*ASSIGNED TASK*.
Which lines in the data below contain the word "flag"? Pull each of them out.

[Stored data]

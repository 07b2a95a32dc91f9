//! Request status tracking.
//!
//! Every synchronization command carries an [`OperationId`] and gets its own
//! entry in [`AppStatus::operations`], so concurrent operations never
//! overwrite each other's outcome. The union flag ([`AppStatus::status`] and
//! [`AppStatus::error`]) mirrors whichever operation changed state last.

use crate::error::SyncError;
use serde::{Deserialize, Serialize};
use std::collections::{HashMap, VecDeque};
use std::fmt;
use uuid::Uuid;

/// Correlation token for one synchronization command
#[derive(Clone, Copy, Debug, PartialEq, Eq, Hash, Serialize, Deserialize)]
pub struct OperationId(Uuid);

impl OperationId {
    /// Creates a new random `OperationId`
    #[must_use]
    pub fn new() -> Self {
        Self(Uuid::new_v4())
    }

    /// Creates an `OperationId` from a UUID
    #[must_use]
    pub const fn from_uuid(id: Uuid) -> Self {
        Self(id)
    }
}

impl Default for OperationId {
    fn default() -> Self {
        Self::new()
    }
}

impl fmt::Display for OperationId {
    fn fmt(&self, f: &mut fmt::Formatter<'_>) -> fmt::Result {
        write!(f, "{}", self.0)
    }
}

/// Which remote call an operation performs
#[derive(Clone, Copy, Debug, PartialEq, Eq, Hash, Serialize, Deserialize)]
pub enum OperationKind {
    /// `GET /todo-lists`
    FetchTodolists,
    /// `POST /todo-lists`
    CreateTodolist,
    /// `DELETE /todo-lists/{id}`
    RemoveTodolist,
    /// `PUT /todo-lists/{id}`
    RenameTodolist,
    /// `GET /todo-lists/{id}/tasks`
    FetchTasks,
    /// `POST /todo-lists/{id}/tasks`
    AddTask,
    /// `DELETE /todo-lists/{id}/tasks/{task}`
    RemoveTask,
    /// `PUT /todo-lists/{id}/tasks/{task}`
    UpdateTask,
}

impl OperationKind {
    /// Stable lowercase name, used in logs
    #[must_use]
    pub const fn as_str(self) -> &'static str {
        match self {
            Self::FetchTodolists => "fetch_todolists",
            Self::CreateTodolist => "create_todolist",
            Self::RemoveTodolist => "remove_todolist",
            Self::RenameTodolist => "rename_todolist",
            Self::FetchTasks => "fetch_tasks",
            Self::AddTask => "add_task",
            Self::RemoveTask => "remove_task",
            Self::UpdateTask => "update_task",
        }
    }
}

impl fmt::Display for OperationKind {
    fn fmt(&self, f: &mut fmt::Formatter<'_>) -> fmt::Result {
        f.write_str(self.as_str())
    }
}

/// Lifecycle of a remote request
#[derive(Clone, Copy, Debug, Default, PartialEq, Eq, Hash, Serialize, Deserialize)]
pub enum RequestStatus {
    /// Nothing happening
    #[default]
    Idle,
    /// Request sent, no answer yet
    Loading,
    /// The service accepted the request and the store was updated
    Succeeded,
    /// Transport or application failure; the store was not changed
    Failed,
}

impl RequestStatus {
    /// Whether the request has an outcome
    #[must_use]
    pub const fn is_finished(self) -> bool {
        matches!(self, Self::Succeeded | Self::Failed)
    }
}

/// Status of a single operation
#[derive(Clone, Debug, PartialEq, Eq, Serialize, Deserialize)]
pub struct OperationStatus {
    /// Correlation token
    pub id: OperationId,
    /// Remote call being performed
    pub kind: OperationKind,
    /// Current lifecycle state
    pub status: RequestStatus,
    /// User-facing error message when `status` is `Failed`
    pub error: Option<String>,
}

impl OperationStatus {
    /// Whether the operation succeeded
    #[must_use]
    pub fn is_succeeded(&self) -> bool {
        self.status == RequestStatus::Succeeded
    }

    /// Whether the operation failed
    #[must_use]
    pub fn is_failed(&self) -> bool {
        self.status == RequestStatus::Failed
    }
}

/// Finished operations kept in [`AppStatus::operations`] before the oldest
/// are evicted
pub const MAX_FINISHED_OPERATIONS: usize = 64;

/// Request status of the whole application
///
/// Operations still `Loading` are always tracked. At most
/// [`MAX_FINISHED_OPERATIONS`] finished ones are kept; beyond that the
/// oldest finished entry is dropped. Eviction leaves the union flag alone.
#[derive(Clone, Debug, Default, PartialEq, Eq, Serialize, Deserialize)]
pub struct AppStatus {
    /// Union flag: status of the operation that changed state last
    pub status: RequestStatus,
    /// Union error message, set when `status` is `Failed`
    pub error: Option<String>,
    /// Operation the union flag describes
    pub last: Option<OperationId>,
    /// Per-operation statuses
    pub operations: HashMap<OperationId, OperationStatus>,
    /// Finished operations, oldest first
    #[serde(skip)]
    finished: VecDeque<OperationId>,
}

impl AppStatus {
    /// Creates an idle status
    #[must_use]
    pub fn new() -> Self {
        Self::default()
    }

    /// Marks `op` as `Loading`
    pub fn begin(&mut self, op: OperationId, kind: OperationKind) {
        self.operations.insert(
            op,
            OperationStatus {
                id: op,
                kind,
                status: RequestStatus::Loading,
                error: None,
            },
        );
        self.set_union(op, RequestStatus::Loading, None);
    }

    /// Marks `op` as `Succeeded`
    pub fn succeed(&mut self, op: OperationId) {
        self.finish(op, RequestStatus::Succeeded, None);
    }

    /// Marks `op` as `Failed` with the error's user-facing message
    pub fn fail(&mut self, op: OperationId, error: &SyncError) {
        self.finish(op, RequestStatus::Failed, Some(error.to_string()));
    }

    /// Forgets a finished operation
    ///
    /// Operations still `Loading` are kept. If the union flag described `op`
    /// it is reset to `Idle`. Returns the removed status.
    pub fn acknowledge(&mut self, op: OperationId) -> Option<OperationStatus> {
        if !self.operations.get(&op)?.status.is_finished() {
            return None;
        }

        if self.last == Some(op) {
            self.status = RequestStatus::Idle;
            self.error = None;
            self.last = None;
        }

        self.finished.retain(|id| *id != op);
        self.operations.remove(&op)
    }

    /// Status of `op`, if it is tracked
    #[must_use]
    pub fn operation(&self, op: OperationId) -> Option<&OperationStatus> {
        self.operations.get(&op)
    }

    /// Number of operations still waiting for the service
    #[must_use]
    pub fn in_flight(&self) -> usize {
        self.operations
            .values()
            .filter(|o| o.status == RequestStatus::Loading)
            .count()
    }

    fn finish(&mut self, op: OperationId, status: RequestStatus, error: Option<String>) {
        if let Some(entry) = self.operations.get_mut(&op) {
            if !entry.status.is_finished() {
                self.finished.push_back(op);
            }
            entry.status = status;
            entry.error.clone_from(&error);
        } else {
            tracing::warn!(%op, "finished an operation that was never started");
        }
        self.set_union(op, status, error);
        self.evict_finished();
    }

    fn evict_finished(&mut self) {
        while self.finished.len() > MAX_FINISHED_OPERATIONS {
            if let Some(oldest) = self.finished.pop_front() {
                self.operations.remove(&oldest);
            }
        }
    }

    fn set_union(&mut self, op: OperationId, status: RequestStatus, error: Option<String>) {
        self.status = status;
        self.error = error;
        self.last = Some(op);
    }
}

*RESPONSE TO THE TASK*.
//! overwrite each other's outcome. The union flag ([`AppStatus::status`] and
/// oldest finished entry is dropped. Eviction leaves the union flag alone.
    /// Union flag: status of the operation that changed state last
    /// Operation the union flag describes
    /// Operations still `Loading` are kept. If the union flag described `op`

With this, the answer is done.